> _Task description_: Write out the records below once more, exactly as they stand.

> _Listed entries_:
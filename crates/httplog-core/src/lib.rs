//! # httplog core
//!
//! Core types shared by the httplog crates:
//!
//! - [`BaseRecord`], [`AccessRecord`], [`ApplicationEvent`] - the event schema
//! - [`RequestContext`] - per-request context carrying the identity snapshot
//! - [`RequestLogger`] and [`LogSink`] - emission of records
//! - [`HttplogError`] - the error type

#![doc(html_root_url = "https://docs.rs/httplog-core/0.1.0")]
#![warn(missing_docs)]
#![forbid(unsafe_code)]

mod context;
mod error;
pub mod id;
mod logger;
pub mod schema;

pub use context::{LogContext, RequestContext, TransactionIdFn};
pub use error::{HttplogError, HttplogResult};
pub use logger::{timestamp, CapturedRecord, Fields, LogSink, MemorySink, RequestLogger};
pub use schema::{
    is_reserved_field, AccessRecord, ApplicationEvent, BaseRecord, LogEvent, RESERVED_FIELDS,
};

> _Response box_:
filename crates/httplog-core/src/lib.rs
//! # httplog core
//!
//! Core types shared by the httplog crates:
//!
//! - [`BaseRecord`], [`AccessRecord`], [`ApplicationEvent`] - the event schema
//! - [`RequestContext`] - per-request context carrying the identity snapshot
//! - [`RequestLogger`] and [`LogSink`] - emission of records
//! - [`HttplogError`] - the error type

#![doc(html_root_url = "https://docs.rs/httplog-core/0.1.0")]
#![warn(missing_docs)]
#![forbid(unsafe_code)]

mod context;
mod error;
pub mod id;
mod logger;
pub mod schema;

pub use context::{LogContext, RequestContext, TransactionIdFn};
pub use error::{HttplogError, HttplogResult};
pub use logger::{timestamp, CapturedRecord, Fields, LogSink, MemorySink, RequestLogger};
pub use schema::{
    is_reserved_field, AccessRecord, ApplicationEvent, BaseRecord, LogEvent, RESERVED_FIELDS,
};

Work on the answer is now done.